# What type of glue?



## RippySkippy (Feb 9, 2007)

A few spots of clear silicone, trim the excess when dry.


----------



## Dana11 (Mar 5, 2009)

Good luck! with decorating your son's room. I heard 3M Scotch-Grip adhesive is good for perfect sturdy bonding.

Dana


----------



## DangerMouse (Jul 17, 2008)

personally, i'd go with PL construction adhesive.

DM


----------



## MALCO.New.York (May 29, 2009)

As Rippy Skippy has stated, Clear Silicone will do the job splendidly!!!



It is nearly invisible when dry.

It is easily managed during the cure time.

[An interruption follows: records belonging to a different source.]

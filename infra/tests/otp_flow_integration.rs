//! End-to-end OTP flow over the in-memory store and the no-op notifier

use std::sync::Arc;
use std::time::Duration;

use otp_core::domain::value_objects::code_parameters::{CodeParameters, Digits, HashAlgorithm};
use otp_core::errors::OtpError;
use otp_core::services::{OtpService, OtpServiceConfig};
use otp_infra::{InMemorySecretStore, NoopNotifier};

fn service() -> (
    OtpService<InMemorySecretStore, NoopNotifier>,
    Arc<InMemorySecretStore>,
    Arc<NoopNotifier>,
) {
    let store = Arc::new(InMemorySecretStore::new());
    let notifier = Arc::new(NoopNotifier::new());
    let config = OtpServiceConfig {
        code: CodeParameters::new(60, Digits::Eight, HashAlgorithm::Sha256, 1).unwrap(),
        send_interval: Duration::from_secs(30),
        ..OtpServiceConfig::default()
    };
    (
        OtpService::new(store.clone(), notifier.clone(), config),
        store,
        notifier,
    )
}

#[tokio::test]
async fn test_send_then_verify() {
    let (service, store, notifier) = service();

    let issued = service.send_code("+79991234567").await.unwrap();
    assert_eq!(issued.code.len(), 8);
    assert!(issued.delivery_id.starts_with("noop_"));
    assert_eq!(notifier.get_message_count(), 1);
    assert_eq!(store.identity_count().await, 1);

    assert!(service.verify_code("+79991234567", &issued.code).await);
    assert!(!service.verify_code("+79990000000", &issued.code).await);
}

#[tokio::test]
async fn test_resend_is_rate_limited() {
    let (service, _store, notifier) = service();

    service.send_code("+79991234567").await.unwrap();
    let err = service.send_code("+79991234567").await.unwrap_err();

    match err {
        OtpError::RateLimited { wait } => {
            assert!(wait > Duration::ZERO);
            assert!(wait <= Duration::from_secs(30));
        }
        other => panic!("Expected rate limit, got {:?}", other),
    }
    assert_eq!(notifier.get_message_count(), 1);
}

#[tokio::test(flavor = "multi_thread", worker_threads = 4)]
async fn test_concurrent_sends_across_identities() {
    let (service, store, notifier) = service();
    let service = Arc::new(service);

    let mut handles = Vec::new();
    for i in 0..20 {
        let service = Arc::clone(&service);
        // Two requests per identity; only one of each pair may go out
        let phone = format!("+7999000{:04}", i / 2);
        handles.push(tokio::spawn(async move { service.send_code(&phone).await }));
    }

    let mut sent = 0;
    for handle in handles {
        if handle.await.unwrap().is_ok() {
            sent += 1;
        }
    }

    assert_eq!(sent, 10);
    assert_eq!(notifier.get_message_count(), 10);
    assert_eq!(store.identity_count().await, 10);
}
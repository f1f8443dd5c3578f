//! Value objects representing immutable domain concepts.

pub mod code_parameters;

pub use code_parameters::{CodeParameters, Digits, HashAlgorithm};
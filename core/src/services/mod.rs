//! Business services containing domain logic and use cases.

pub mod otp;

// Re-export commonly used types
pub use otp::{
    Clock, CodeEngine, IssuedCode, ManualClock, Notifier, OtpService, OtpServiceConfig,
    SendDecision, SendWindowPolicy, SystemClock,
};
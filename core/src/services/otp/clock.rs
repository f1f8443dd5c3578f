//! Time source for the OTP service

use chrono::{DateTime, Utc};
use std::sync::{Mutex, PoisonError};

/// Wall-clock source, injectable so callers can simulate time
pub trait Clock: Send + Sync {
    fn now(&self) -> DateTime<Utc>;
}

/// System wall clock
#[derive(Debug, Default, Clone, Copy)]
pub struct SystemClock;

impl Clock for SystemClock {
    fn now(&self) -> DateTime<Utc> {
        Utc::now()
    }
}

/// Manually driven clock for deterministic tests and simulations
#[derive(Debug)]
pub struct ManualClock {
    now: Mutex<DateTime<Utc>>,
}

impl ManualClock {
    pub fn new(start: DateTime<Utc>) -> Self {
        Self {
            now: Mutex::new(start),
        }
    }

    /// Move the clock forward (or backward, with a negative duration)
    pub fn advance(&self, by: chrono::Duration) {
        let mut now = self.now.lock().unwrap_or_else(PoisonError::into_inner);
        *now += by;
    }

    pub fn set(&self, to: DateTime<Utc>) {
        *self.now.lock().unwrap_or_else(PoisonError::into_inner) = to;
    }
}

impl Clock for ManualClock {
    fn now(&self) -> DateTime<Utc> {
        *self.now.lock().unwrap_or_else(PoisonError::into_inner)
    }
}

#[cfg(test)]
mod tests {
    use super::*;
    use chrono::TimeZone;

    #[test]
    fn test_manual_clock_advances() {
        let start = Utc.timestamp_opt(1_700_000_000, 0).unwrap();
        let clock = ManualClock::new(start);

        clock.advance(chrono::Duration::seconds(31));
        assert_eq!(clock.now().timestamp(), 1_700_000_031);

        clock.set(start);
        assert_eq!(clock.now(), start);
    }
}
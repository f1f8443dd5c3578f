//! Phone number utilities

use once_cell::sync::Lazy;
use regex::Regex;

// International phone number regex (E.164 format)
static E164_REGEX: Lazy<Regex> = Lazy::new(|| {
    Regex::new(r"^\+[1-9]\d{1,14}$").expect("E.164 pattern is valid")
});

/// Check if a phone number is in E.164 format (`+` and up to 15 digits)
pub fn is_valid_e164(phone: &str) -> bool {
    E164_REGEX.is_match(phone)
}

/// Mask a phone number for logging
///
/// Shows only the last 4 characters of the phone number.
///
/// ```
/// use otp_shared::phone::mask_phone_number;
/// assert_eq!(mask_phone_number("+1234567890"), "+******7890");
/// ```
pub fn mask_phone_number(phone: &str) -> String {
    let chars: Vec<char> = phone.chars().collect();
    if chars.len() <= 4 {
        return "*".repeat(chars.len());
    }

    let visible: String = chars[chars.len() - 4..].iter().collect();
    if chars[0] == '+' {
        format!("+{}{}", "*".repeat(chars.len() - 5), visible)
    } else {
        format!("{}{}", "*".repeat(chars.len() - 4), visible)
    }
}

#[cfg(test)]
mod tests {
    use super::*;

    #[test]
    fn test_mask_phone_number() {
        assert_eq!(mask_phone_number("+1234567890"), "+******7890");
        assert_eq!(mask_phone_number("+12345678901234"), "+**********1234");
        assert_eq!(mask_phone_number("1234567890"), "******7890");
        assert_eq!(mask_phone_number("123"), "***");
        assert_eq!(mask_phone_number("1234"), "****");
        assert_eq!(mask_phone_number(""), "");
    }

    #[test]
    fn test_is_valid_e164() {
        // Valid numbers
        assert!(is_valid_e164("+15551234567"));
        assert!(is_valid_e164("+79991234567"));
        assert!(is_valid_e164("+12"));
        assert!(is_valid_e164("+123456789012345"));

        // Invalid numbers
        assert!(!is_valid_e164("15551234567")); // No plus
        assert!(!is_valid_e164("+0123456789")); // Leading zero country code
        assert!(!is_valid_e164("+1234567890123456")); // Too long
        assert!(!is_valid_e164("+123abc4567")); // Contains letters
        assert!(!is_valid_e164("+")); // Only plus sign
    }
}
//! One-time code route handlers
//!
//! - `POST /send`: check the send window and dispatch a code
//! - `POST /verify`: check a submitted code

pub mod send;
pub mod verify;

use std::sync::Arc;

use otp_core::repositories::SecretStore;
use otp_core::services::{Notifier, OtpService};

pub use send::send;
pub use verify::verify;

/// Application state that holds shared services
pub struct AppState<S, N>
where
    S: SecretStore + ?Sized,
    N: Notifier + ?Sized,
{
    pub otp_service: Arc<OtpService<S, N>>,
}

impl<S, N> AppState<S, N>
where
    S: SecretStore + ?Sized,
    N: Notifier + ?Sized,
{
    pub fn new(otp_service: Arc<OtpService<S, N>>) -> Self {
        Self { otp_service }
    }
}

It is easily trimmed where there may by bleed-out.

It holds fast and long!


----------



## saggdevil (May 17, 2009)

Clear silicone is an excellent choice. You may also consider some of the Loctite bonding agents. They have an adhesive (anerobic) for just about any application imaginable.

By the way...aquariums are held together with clear silicone. Pretty strong stuff when you consider a gallon of water weighs 8.4 lb and even a small aquarium is 10-20 gallons. That's a lot of weight pressing against the glass sides.


----------



## DangerMouse (Jul 17, 2008)

either will do fine, i make fishtanks too..... personally, i'm more curious what you will use to cut up the tire?

DM


----------